TASK STATEMENT -> Print out every entry that follows, exactly as written.

DATA TO PROCESS ->
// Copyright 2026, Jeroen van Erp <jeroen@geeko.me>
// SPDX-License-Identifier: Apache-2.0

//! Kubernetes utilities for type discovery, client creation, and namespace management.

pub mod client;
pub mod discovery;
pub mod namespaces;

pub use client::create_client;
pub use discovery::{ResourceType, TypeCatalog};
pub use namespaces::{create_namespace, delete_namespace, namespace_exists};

REPLY TO THE EXERCISE ->
// Copyright 2026, Jeroen van Erp <jeroen@geeko.me>
// SPDX-License-Identifier: Apache-2.0

//! Kubernetes utilities for type discovery, client creation, and namespace management.

pub mod client;
pub mod discovery;
pub mod namespaces;

pub use client::create_client;
pub use discovery::{ResourceType, TypeCatalog};
pub use namespaces::{create_namespace, delete_namespace, namespace_exists};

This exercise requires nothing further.